> _THE PROBLEM_
An exact transcription of the lines below, from the first through the one containing "pub fn square(min_lon: f64, min_lat: f64, size: f64)", is the only output wanted.

Stored data entries:

//! Unit tests for wn-spatial.
//!
//! All geometry is hand-built; no boundary file is needed.

#[cfg(test)]
mod helpers {
    use geo::{LineString, MultiPolygon, Polygon};
    use wn_core::GeoPoint;

    /// Kilometres per degree at the equator on the projection sphere.
    pub const KM_PER_DEG: f64 = 111.194_926_644_558_73;

    /// Points on the equator at the given eastward offsets (km).
    pub fn line(xs_km: &[f64]) -> Vec<GeoPoint> {
        xs_km.iter().map(|x| GeoPoint::new(0.0, x / KM_PER_DEG)).collect()
    }

    /// Tight square of `n` points around `center`, ~50 m apart.
    pub fn blob(center: GeoPoint, n: usize) -> Vec<GeoPoint> {
        (0..n)
            .map(|i| {
                let dx = (i % 4) as f64 * 0.0005;
                let dy = (i / 4) as f64 * 0.0005;
                GeoPoint::new(center.lat + dy, center.lon + dx)
            })
            .collect()
    }

    /// Axis-aligned square in lon/lat.
    pub fn square(min_lon: f64, min_lat: f64, size: f64) -> MultiPolygon<f64> {
        let ring = LineString::from(vec![
            (min_lon, min_lat),
            (min_lon + size, min_lat),
            (min_lon + size, min_lat + size),
            (min_lon, min_lat + size),
            (min_lon, min_lat),
        ]);
        MultiPolygon::new(vec![Polygon::new(ring, vec![])])
    }
}

// ── PointIndex ────────────────────────────────────────────────────────────────

#[cfg(test)]
mod index {
    use wn_core::{GeoPoint, LocalProjection};

    use super::helpers::line;
    use crate::PointIndex;

    #[test]
    fn within_returns_sorted_positions() {
        let pts = line(&[3.0, 0.0, 1.0, 10.0]);
        let idx = PointIndex::new(&pts, LocalProjection::new(GeoPoint::new(0.0, 0.0)));
        assert_eq!(idx.len(), 4);
        assert_eq!(idx.within(GeoPoint::new(0.0, 0.0), 3.5), vec![0, 1, 2]);
        assert_eq!(idx.count_within(GeoPoint::new(0.0, 0.0), 0.5), 1);
    }

    #[test]
    fn empty_index() {
        let idx = PointIndex::new(&[], LocalProjection::new(GeoPoint::new(0.0, 0.0)));
        assert!(idx.is_empty());
        assert!(idx.within(GeoPoint::new(0.0, 0.0), 100.0).is_empty());
    }
}

// ── DBSCAN ────────────────────────────────────────────────────────────────────

#[cfg(test)]
mod dbscan {
    use wn_core::GeoPoint;

    use super::helpers::{blob, line};
    use crate::{Dbscan, SpatialError};

    #[test]
    fn two_blobs_and_noise() {
        let mut pts = blob(GeoPoint::new(12.97, 77.59), 12);
        pts.extend(blob(GeoPoint::new(13.05, 77.65), 12));
        pts.push(GeoPoint::new(12.80, 77.40));

        let labels = Dbscan::new(0.5, 5).unwrap().run(&pts);
        assert_eq!(labels.cluster_count, 2);
        assert!(labels.labels[..12].iter().all(|l| *l == Some(0)));
        assert!(labels.labels[12..24].iter().all(|l| *l == Some(1)));
        assert_eq!(labels.noise(), vec![24]);

        let groups = labels.clusters();
        assert_eq!(groups[0], (0..12).collect::<Vec<_>>());
    }

    #[test]
    fn sparse_input_is_all_noise() {
        let pts = line(&[0.0, 5.0, 10.0, 15.0]);
        let labels = Dbscan::new(1.0, 2).unwrap().run(&pts);
        assert_eq!(labels.cluster_count, 0);
        assert_eq!(labels.noise().len(), 4);
    }

    #[test]
    fn neighbourhood_counts_self() {
        let pts = line(&[0.0, 50.0]);
        let labels = Dbscan::new(1.0, 1).unwrap().run(&pts);
        assert_eq!(labels.cluster_count, 2);
        assert_eq!(labels.labels, vec![Some(0), Some(1)]);
    }

    #[test]
    fn shared_border_point_joins_first_seeded_cluster() {
        // Index 4 sits 0.95 km from both groups but is not itself core.
        let pts = line(&[2.1, 2.2, 2.3, 2.4, 1.15, -0.1, 0.0, 0.1, 0.2]);
        let labels = Dbscan::new(1.0, 4).unwrap().run(&pts);
        assert_eq!(labels.cluster_count, 2);
        assert_eq!(labels.labels[4], Some(0));
        assert!(labels.labels[5..].iter().all(|l| *l == Some(1)));
    }

    #[test]
    fn repeated_runs_are_identical() {
        let mut pts = blob(GeoPoint::new(12.97, 77.59), 16);
        pts.extend(line(&[0.0, 0.3]).into_iter().map(|p| GeoPoint::new(12.98 + p.lat, 77.60 + p.lon)));
        let d = Dbscan::new(0.4, 3).unwrap();
        assert_eq!(d.run(&pts), d.run(&pts));
    }

    #[test]
    fn empty_input() {
        let labels = Dbscan::new(1.0, 3).unwrap().run(&[]);
        assert_eq!(labels.cluster_count, 0);
        assert!(labels.labels.is_empty());
    }

    #[test]
    fn rejects_bad_parameters() {
        assert!(matches!(Dbscan::new(0.0, 3), Err(SpatialError::InvalidParameter(_))));
        assert!(matches!(Dbscan::new(f64::NAN, 3), Err(SpatialError::InvalidParameter(_))));
        assert!(matches!(Dbscan::new(1.0, 0), Err(SpatialError::InvalidParameter(_))));
    }
}

// ── Boundaries ────────────────────────────────────────────────────────────────

#[cfg(test)]
mod boundary {
    use geo::MultiPolygon;
    use wn_core::GeoPoint;

    use super::helpers::square;
    use crate::{BoundarySet, BoundaryUnit, SpatialError};

    fn two_units() -> BoundarySet {
        BoundarySet::new(vec![
            BoundaryUnit::new("560001", Some("West".into()), square(77.50, 12.90, 0.1)).unwrap(),
            BoundaryUnit::new("560002", Some("East".into()), square(77.60, 12.90, 0.1)).unwrap(),
        ])
        .unwrap()
    }

    #[test]
    fn centroid_is_lat_lon() {
        let u = BoundaryUnit::new("X", None, square(77.50, 12.90, 0.1)).unwrap();
        assert!((u.centroid.lat - 12.95).abs() < 1e-9);
        assert!((u.centroid.lon - 77.55).abs() < 1e-9);
    }

    #[test]
    fn locate_inside() {
        let set = two_units();
        assert_eq!(set.locate(GeoPoint::new(12.95, 77.55)), Some(0));
        assert_eq!(set.locate(GeoPoint::new(12.95, 77.65)), Some(1));
        assert_eq!(set.locate(GeoPoint::new(13.50, 77.65)), None);
    }

    #[test]
    fn outside_falls_back_to_nearest_centroid() {
        let set = two_units();
        assert_eq!(set.locate_or_nearest(GeoPoint::new(12.95, 77.80)), Some(1));
        assert_eq!(set.locate_or_nearest(GeoPoint::new(12.95, 77.30)), Some(0));
    }

    #[test]
    fn overlap_resolves_to_lowest_index() {
        let set = BoundarySet::new(vec![
            BoundaryUnit::new("A", None, square(77.50, 12.90, 0.2)).unwrap(),
            BoundaryUnit::new("B", None, square(77.55, 12.95, 0.05)).unwrap(),
        ])
        .unwrap();
        assert_eq!(set.locate(GeoPoint::new(12.97, 77.57)), Some(0));
    }

    #[test]
    fn code_lookup() {
        let set = two_units();
        assert_eq!(set.position("560002"), Some(1));
        assert_eq!(set.position("999999"), None);
        assert_eq!(set.get(0).map(|u| u.code.as_str()), Some("560001"));
    }

    #[test]
    fn duplicate_codes_rejected() {
        let err = BoundarySet::new(vec![
            BoundaryUnit::new("A", None, square(77.50, 12.90, 0.1)).unwrap(),
            BoundaryUnit::new("A", None, square(77.60, 12.90, 0.1)).unwrap(),
        ]);
        assert!(matches!(err, Err(SpatialError::DuplicateCode(c)) if c == "A"));
    }

    #[test]
    fn empty_geometry_rejected() {
        let err = BoundaryUnit::new("Z", None, MultiPolygon::new(vec![]));
        assert!(matches!(err, Err(SpatialError::InvalidGeometry { .. })));
    }

    #[test]
    fn empty_set() {
        let set = BoundarySet::empty();
        assert!(set.is_empty());
        assert_eq!(set.locate_or_nearest(GeoPoint::new(12.9, 77.5)), None);
    }
}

> _WORKED SOLUTION_
//! Unit tests for wn-spatial.
//!
//! All geometry is hand-built; no boundary file is needed.

#[cfg(test)]
mod helpers {
    use geo::{LineString, MultiPolygon, Polygon};
    use wn_core::GeoPoint;

    /// Kilometres per degree at the equator on the projection sphere.
    pub const KM_PER_DEG: f64 = 111.194_926_644_558_73;

    /// Points on the equator at the given eastward offsets (km).
    pub fn line(xs_km: &[f64]) -> Vec<GeoPoint> {
        xs_km.iter().map(|x| GeoPoint::new(0.0, x / KM_PER_DEG)).collect()
    }

    /// Tight square of `n` points around `center`, ~50 m apart.
    pub fn blob(center: GeoPoint, n: usize) -> Vec<GeoPoint> {
        (0..n)
            .map(|i| {
                let dx = (i % 4) as f64 * 0.0005;
                let dy = (i / 4) as f64 * 0.0005;
                GeoPoint::new(center.lat + dy, center.lon + dx)
            })
            .collect()
    }

    /// Axis-aligned square in lon/lat.
    pub fn square(min_lon: f64, min_lat: f64, size: f64) -> MultiPolygon<f64> {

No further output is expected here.